ESPN has learned that after the team's 38-20 win Saturday against Syracuse, Fisher approached Winston and asked him whether he signed autographs for money. Winston told Fisher, according to the source, that he did not.
Fisher then told reporters he wasn't concerned that an autograph-authentication business, which recently was linked to suspended Georgia running back Todd Gurley, also was linked to Winston.
James Spence Authentication certified more than 500 autographs of Gurley, who is being investigated for allegedly taking money for signings.
A cursory search on JSA's website found more than 340 certified Winston autographs. An additional search later on Monday revealed 600 more Winston autographs that had been authenticated and logged into the company's website verification system for a total of more than 950 autographs.
FSU has not been contacted on the matter by the ACC or the NCAA, but the university's compliance department has begun to specifically look into how JSA received such a large number of signatures.
Each of Spence's authenticated items comes with a card that says "it is our considered opinion that the items are genuine," but the contract that is signed with JSA by the person submitting the items says that "no warranty or representation and shall have no liability whatsoever to the customer for the opinion rendered."
James Spence, founder of James Spence Authentication, which authenticated more than 900 Winston signed items, told ESPN on Tuesday that he is "very confident" that the autographs his team authenticated of Winston were indeed signed by the Florida State quarterback.
He also said that the idea that Winston would have signed these items for a bunch of fans at different times is highly unlikely.

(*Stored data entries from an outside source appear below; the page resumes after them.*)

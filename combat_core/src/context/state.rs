//! Per-combatant component state

use crate::types::EntityHandle;
use std::collections::HashMap;

/// Identifies one component slot inside one skill
#[derive(Debug, Clone, PartialEq, Eq, Hash)]
pub struct ComponentKey {
    pub skill: String,
    pub index: usize,
}

/// Counters a stateful component keeps for one owner
#[derive(Debug, Clone, Copy, Default, PartialEq, Eq)]
pub struct ComponentState {
    pub uses: u32,
    pub turns: u32,
    pub stacks: u32,
    pub triggered: bool,
}

/// Component counters for one encounter
///
/// Lives in the combat context and is dropped with it, so nothing carries
/// over into the next battle.
#[derive(Debug, Clone, Default)]
pub struct ComponentStateStore {
    states: HashMap<(EntityHandle, ComponentKey), ComponentState>,
}

impl ComponentStateStore {
    pub fn new() -> Self {
        Self::default()
    }

    pub fn get(&self, owner: EntityHandle, key: &ComponentKey) -> ComponentState {
        self.states
            .get(&(owner, key.clone()))
            .copied()
            .unwrap_or_default()
    }

    pub fn entry(&mut self, owner: EntityHandle, key: ComponentKey) -> &mut ComponentState {
        self.states.entry((owner, key)).or_default()
    }

    pub fn len(&self) -> usize {
        self.states.len()
    }

    pub fn is_empty(&self) -> bool {
        self.states.is_empty()
    }

    pub fn clear(&mut self) {
        self.states.clear();
    }
}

"The way they are sequenced does mean they were submitted at the same time by a person," Spence said. "I can't imagine that fans would get together to do that."

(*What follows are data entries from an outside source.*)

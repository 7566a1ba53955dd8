//! Offensive components - hits and the modifiers that shape them

use super::condition::{self, Condition};
use super::SkillComponent;
use crate::context::{ActionScope, AttackSpec};
use crate::event::{DamageCalculationEvent, DamageDealtEvent, HitCalculationEvent};
use crate::status::StatusKind;
use serde::Deserialize;

/// Formula-driven damage against the target, or every enemy with `aoe`
#[derive(Debug, Clone, Deserialize)]
#[serde(default)]
pub struct Attack {
    pub ad_ratio: f64,
    pub ap_ratio: f64,
    pub hit_count: u32,
    pub crit_bonus: f64,
    pub armor_pen: f64,
    pub is_physical: bool,
    pub aoe: bool,
}

impl Default for Attack {
    fn default() -> Self {
        Attack {
            ad_ratio: 1.0,
            ap_ratio: 0.0,
            hit_count: 1,
            crit_bonus: 0.0,
            armor_pen: 0.0,
            is_physical: true,
            aoe: false,
        }
    }
}

impl SkillComponent for Attack {
    fn on_turn(&self, scope: &mut ActionScope<'_>) -> Option<String> {
        let targets = if self.aoe {
            scope.enemies()
        } else {
            match scope.target() {
                Ok(target) => vec![target],
                Err(err) => return scope.recover(err),
            }
        };

        for target in targets {
            let spec = AttackSpec {
                target,
                attribute: scope.skill_attribute(),
                ad_ratio: self.ad_ratio,
                ap_ratio: self.ap_ratio,
                is_physical: self.is_physical,
                armor_pen: self.armor_pen,
                crit_bonus: self.crit_bonus,
            };
            for _ in 0..self.hit_count.max(1) {
                if !scope.is_alive(target) || !scope.is_alive(scope.owner) {
                    break;
                }
                if let Err(err) = scope.attack(&spec) {
                    return scope.recover(err);
                }
            }
        }
        None
    }
}

/// Extra crit chance, a replacement crit multiplier, or a guaranteed crit
#[derive(Debug, Clone, Default, Deserialize)]
#[serde(default)]
pub struct Crit {
    pub rate: f64,
    pub rate_bonus: f64,
    /// Replaces the base crit multiplier
    pub damage: Option<f64>,
    pub force: bool,
    pub condition: Option<Condition>,
}

impl SkillComponent for Crit {
    fn on_damage_calculation(
        &self,
        event: &mut DamageCalculationEvent,
        scope: &mut ActionScope<'_>,
    ) -> Option<String> {
        if !condition::check(self.condition, scope, event.target) {
            return None;
        }
        event.crit_rate_bonus += self.rate + self.rate_bonus;
        if let Some(multiplier) = self.damage {
            event.crit_multiplier = Some(multiplier);
        }
        if self.force {
            event.force_crit = true;
        }
        None
    }
}

#[derive(Debug, Clone, Default, Deserialize)]
#[serde(default)]
pub struct Penetration {
    pub armor_pen: f64,
    pub magic_pen: f64,
    /// Fraction of defense ignored for either damage type
    pub defense_ignore: f64,
}

impl SkillComponent for Penetration {
    fn on_damage_calculation(
        &self,
        event: &mut DamageCalculationEvent,
        _scope: &mut ActionScope<'_>,
    ) -> Option<String> {
        event.armor_pen += if event.is_physical {
            self.armor_pen
        } else {
            self.magic_pen
        };
        event.defense_ignore += self.defense_ignore;
        None
    }
}

#[derive(Debug, Clone, Default, Deserialize)]
#[serde(default)]
pub struct Accuracy {
    pub bonus: f64,
}

impl SkillComponent for Accuracy {
    fn on_hit_calculation(
        &self,
        event: &mut HitCalculationEvent,
        scope: &mut ActionScope<'_>,
    ) -> Option<String> {
        if event.attacker == scope.owner {
            event.accuracy_bonus += self.bonus;
        }
        None
    }
}

/// The owner's hits cannot miss
#[derive(Debug, Clone, Default, Deserialize)]
pub struct TrueStrike {}

impl SkillComponent for TrueStrike {
    fn on_hit_calculation(
        &self,
        event: &mut HitCalculationEvent,
        scope: &mut ActionScope<'_>,
    ) -> Option<String> {
        if event.attacker == scope.owner {
            event.force_hit = true;
        }
        None
    }
}

/// Bonus damage against targets at or below an HP ratio
#[derive(Debug, Clone, Deserialize)]
#[serde(default)]
pub struct Execute {
    pub threshold: f64,
    pub multiplier: f64,
}

impl Default for Execute {
    fn default() -> Self {
        Execute {
            threshold: 0.3,
            multiplier: 2.0,
        }
    }
}

impl SkillComponent for Execute {
    fn on_damage_calculation(
        &self,
        event: &mut DamageCalculationEvent,
        scope: &mut ActionScope<'_>,
    ) -> Option<String> {
        if scope.hp_ratio(event.target) <= self.threshold {
            event.add_multiplier(self.multiplier);
            event.log(format!("{} goes for the kill!", scope.owner_name()));
        }
        None
    }
}

/// Spends the owner's combo stacks for bonus damage
#[derive(Debug, Clone, Deserialize)]
#[serde(default)]
pub struct ComboFinisher {
    pub per_stack: f64,
}

impl Default for ComboFinisher {
    fn default() -> Self {
        ComboFinisher { per_stack: 0.2 }
    }
}

impl SkillComponent for ComboFinisher {
    fn on_damage_calculation(
        &self,
        event: &mut DamageCalculationEvent,
        scope: &mut ActionScope<'_>,
    ) -> Option<String> {
        let stacks = scope
            .roster
            .get(scope.owner)
            .map(|c| c.effects.stacks(StatusKind::Combo))
            .unwrap_or(0);
        if stacks > 0 {
            event.add_multiplier(1.0 + self.per_stack * stacks as f64);
        }
        None
    }

    fn on_attack(&self, _event: &DamageDealtEvent, scope: &mut ActionScope<'_>) -> Option<String> {
        let owner = scope.owner;
        let stacks = scope
            .roster
            .get_mut(owner)
            .map(|c| c.effects.consume_stacks(StatusKind::Combo))
            .unwrap_or(0);
        if stacks == 0 {
            return None;
        }
        Some(format!("{} unleashes a {}-hit combo!", scope.owner_name(), stacks))
    }
}

/// Bonus damage per stack of a status on the target
#[derive(Debug, Clone, Deserialize)]
#[serde(default)]
pub struct StatusAmplify {
    pub status: StatusKind,
    pub per_stack: f64,
}

impl Default for StatusAmplify {
    fn default() -> Self {
        StatusAmplify {
            status: StatusKind::Burn,
            per_stack: 0.1,
        }
    }
}

impl SkillComponent for StatusAmplify {
    fn on_damage_calculation(
        &self,
        event: &mut DamageCalculationEvent,
        scope: &mut ActionScope<'_>,
    ) -> Option<String> {
        let stacks = scope
            .roster
            .get(event.target)
            .map(|c| c.effects.stacks(self.status))
            .unwrap_or(0);
        if stacks > 0 {
            event.add_multiplier(1.0 + self.per_stack * stacks as f64);
        }
        None
    }
}

/// Bonus damage on the owner's first hit of the battle
#[derive(Debug, Clone, Deserialize)]
#[serde(default)]
pub struct FirstStrike {
    pub multiplier: f64,
}

impl Default for FirstStrike {
    fn default() -> Self {
        FirstStrike { multiplier: 1.5 }
    }
}

impl SkillComponent for FirstStrike {
    fn on_damage_calculation(
        &self,
        event: &mut DamageCalculationEvent,
        scope: &mut ActionScope<'_>,
    ) -> Option<String> {
        let state = scope.state();
        if state.triggered {
            return None;
        }
        state.triggered = true;
        event.add_multiplier(self.multiplier);
        event.log(format!("{} strikes first!", scope.owner_name()));
        None
    }
}

/// Bonus damage while the owner is at or below an HP ratio
#[derive(Debug, Clone, Deserialize)]
#[serde(default)]
pub struct Berserk {
    pub threshold: f64,
    pub multiplier: f64,
}

impl Default for Berserk {
    fn default() -> Self {
        Berserk {
            threshold: 0.5,
            multiplier: 1.3,
        }
    }
}

impl SkillComponent for Berserk {
    fn on_damage_calculation(
        &self,
        event: &mut DamageCalculationEvent,
        scope: &mut ActionScope<'_>,
    ) -> Option<String> {
        if scope.hp_ratio(scope.owner) <= self.threshold {
            event.add_multiplier(self.multiplier);
        }
        None
    }
}

#[cfg(test)]
mod tests {
    use super::super::fixture::{component, skill, steady, Arena, FOE, HERO};
    use crate::status::StatusKind;
    use serde_json::json;

    #[test]
    fn test_attack_damages_target() {
        let mut arena = Arena::duel(steady(100, 100.0), steady(1000, 10.0));
        arena.rules.constants.damage.variance = 0.0;
        let strike = skill("strike", vec![("attack", json!({}))]);
        arena.cast(HERO, &strike);
        assert_eq!(arena.hp(FOE), 900);
        assert!(arena.log.contains("Foe takes 100 damage."));
    }

    #[test]
    fn test_multi_hit_and_aoe() {
        let mut arena = Arena::duel(steady(100, 10.0), steady(1000, 10.0));
        arena.rules.constants.damage.variance = 0.0;
        let flurry = skill("flurry", vec![("attack", json!({"hit_count": 3}))]);
        arena.cast(HERO, &flurry);
        assert_eq!(arena.hp(FOE), 970);

        let nova = skill("nova", vec![("attack", json!({"aoe": true, "ad_ratio": 2.0}))]);
        arena.cast(HERO, &nova);
        assert_eq!(arena.hp(FOE), 950);
    }

    #[test]
    fn test_attack_on_dead_target_fizzles() {
        let mut arena = Arena::duel(steady(100, 10.0), steady(100, 10.0));
        arena.roster.get_mut(FOE).unwrap().stats.hp = 0;
        let strike = skill("strike", vec![("attack", json!({}))]);
        arena.cast(HERO, &strike);
        assert!(arena.log.contains("has no effect"));
    }

    #[test]
    fn test_forced_crit_with_override() {
        let mut arena = Arena::duel(steady(100, 100.0), steady(1000, 10.0));
        arena.rules.constants.damage.variance = 0.0;
        let smite = skill(
            "smite",
            vec![
                ("crit", json!({"force": true, "damage": 3.0})),
                ("attack", json!({})),
            ],
        );
        arena.cast(HERO, &smite);
        assert_eq!(arena.hp(FOE), 700);
        assert!(arena.log.contains("Critical hit"));
    }

    #[test]
    fn test_execute_below_threshold() {
        let mut arena = Arena::duel(steady(100, 10.0), steady(1000, 10.0));
        arena.rules.constants.damage.variance = 0.0;
        arena.roster.get_mut(FOE).unwrap().stats.hp = 200;
        let finisher = skill(
            "finisher",
            vec![("execute", json!({})), ("attack", json!({}))],
        );
        arena.cast(HERO, &finisher);
        assert_eq!(arena.hp(FOE), 180);
    }

    #[test]
    fn test_first_strike_once_per_battle() {
        let mut arena = Arena::duel(steady(100, 10.0), steady(1000, 10.0));
        arena.rules.constants.damage.variance = 0.0;
        let ambush = skill(
            "ambush",
            vec![("first_strike", json!({"multiplier": 2.0})), ("attack", json!({}))],
        );
        arena.cast(HERO, &ambush);
        assert_eq!(arena.hp(FOE), 980);
        arena.cast(HERO, &ambush);
        assert_eq!(arena.hp(FOE), 970);
    }

    #[test]
    fn test_combo_finisher_consumes_stacks() {
        let mut arena = Arena::duel(steady(100, 10.0), steady(1000, 10.0));
        arena.rules.constants.damage.variance = 0.0;
        let config = arena.rules.catalog.config_or_default(StatusKind::Combo);
        arena
            .roster
            .get_mut(HERO)
            .unwrap()
            .effects
            .apply_status(&config, 5, 99, Some(HERO));

        let finisher = skill(
            "finisher",
            vec![("combo_finisher", json!({"per_stack": 0.2})), ("attack", json!({}))],
        );
        arena.cast(HERO, &finisher);
        assert_eq!(arena.hp(FOE), 980);
        assert_eq!(
            arena.roster.get(HERO).unwrap().effects.stacks(StatusKind::Combo),
            0
        );
    }

    #[test]
    fn test_true_strike_never_misses() {
        let mut hero = steady(100, 10.0);
        hero.accuracy = 0.0;
        let mut foe = steady(1000, 10.0);
        foe.evasion = 500.0;
        let mut arena = Arena::duel(hero, foe);
        let sure = skill("sure", vec![("true_strike", json!({})), ("attack", json!({}))]);
        for _ in 0..10 {
            arena.cast(HERO, &sure);
        }
        assert!(!arena.log.contains("misses"));
        assert!(arena.hp(FOE) < 1000);
    }

    #[test]
    fn test_penetration_ignores_defense() {
        let mut foe = steady(1000, 10.0);
        foe.defense = 100.0;
        let mut arena = Arena::duel(steady(100, 100.0), foe);
        arena.rules.constants.damage.variance = 0.0;
        let pierce = skill(
            "pierce",
            vec![("penetration", json!({"armor_pen": 0.5})), ("attack", json!({}))],
        );
        arena.cast(HERO, &pierce);
        // 100 - floor(100 * 0.5 * 0.5)
        assert_eq!(arena.hp(FOE), 925);
    }

    #[test]
    fn test_status_amplify_config() {
        let bound = component("status_amplify", json!({"status": "poison", "per_stack": 0.05}));
        assert_eq!(bound.tag, "status_amplify");
    }

    #[test]
    fn test_defense_ignore_reduces_mitigation() {
        let mut foe = steady(1000, 10.0);
        foe.defense = 100.0;
        let mut arena = Arena::duel(steady(100, 100.0), foe);
        arena.rules.constants.damage.variance = 0.0;

        let strike = skill("strike", vec![("attack", json!({}))]);
        arena.cast(HERO, &strike);
        assert_eq!(arena.hp(FOE), 950);

        // 100 - floor(100 * 0.6 * 0.5) = 70
        let pierce = skill(
            "pierce",
            vec![
                ("penetration", json!({"defense_ignore": 0.4})),
                ("attack", json!({})),
            ],
        );
        arena.cast(HERO, &pierce);
        assert_eq!(arena.hp(FOE), 880);
    }

    #[test]
    fn test_crit_rate_fields_both_apply() {
        let mut arena = Arena::duel(steady(100, 100.0), steady(1000, 10.0));
        arena.rules.constants.damage.variance = 0.0;
        arena.rules.constants.crit.rate_cap = 1.0;
        let sure = skill(
            "sure",
            vec![
                ("crit", json!({"rate": 0.5, "rate_bonus": 0.5, "damage": 2.0})),
                ("attack", json!({})),
            ],
        );
        for _ in 0..5 {
            arena.cast(HERO, &sure);
        }
        assert_eq!(arena.hp(FOE), 0);
    }
}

Fisher had a different take this past weekend.
"Kids sign things all the time," Fisher said after Saturday's game. "So what do you want them to do, stop signing stuff? We could make them not have any fans from that standpoint and not sign for anybody. That's what it's going to come to, and that's a shame for college football, that somebody exploits a kid. Now, if they're getting paid for it, then I don't have any knowledge of that. I don't believe Jameis did."
Despite Fisher's theory that the items could have come from different fans, it's doubtful they came from more than a few people.
Authenticators certify an autograph by attaching a serial number to an item. That serial number then links back to the authenticator's website, where the owner of that signature or a prospective buyer can look it up.
JSA authenticates items as it receives them and attaches the serial numbers in sequential order. JSA authenticated 432 signed jersey numbers with serial numbers J62424 through J62659 and serial numbers J72790 through J72992. JSA authenticated 117 16-by-20 photos (J70005 through J70121), 77 of the same Florida State logo footballs (J65886 through J65962), 73 white jerseys (J61437 through J61509) and 68 of the same signed mini helmets with serial numbers J66829 through J66896. The company also authenticated 55 jerseys (J66947 through J67001), 39 11-by-14 photos (J66026 through J66064), 20 signed pylons (J70609 through J70628), 18 of the same footballs (J66919 through J66936) and 11 signed Rawlings baseballs (J66898 through J66911).
"The items that I've seen signed by Todd Gurley and Jameis Winston, which have been authenticated by JSA, look like they came from an autograph signing," said Martin Buckley, co-owner of Palm Beach Autographs in Florida, which has done signings with Heisman Trophy winners Tim Tebow, Herschel Walker and Charlie Ward, among others. "This is based on the items themselves being similar, the quantities of those items, the consistency of signature as well as similar spots in which they signed."
Winston already faces an upcoming disciplinary hearing to determine whether he violated the school's conduct code in an alleged sexual assault in December 2012. Fisher said Monday that Winston, who sat out the Clemson game for yelling an obscene phrase in the student union, won't miss any games in the meantime.
"The facts are the facts," Fisher said. "There is no victim because there was no crime."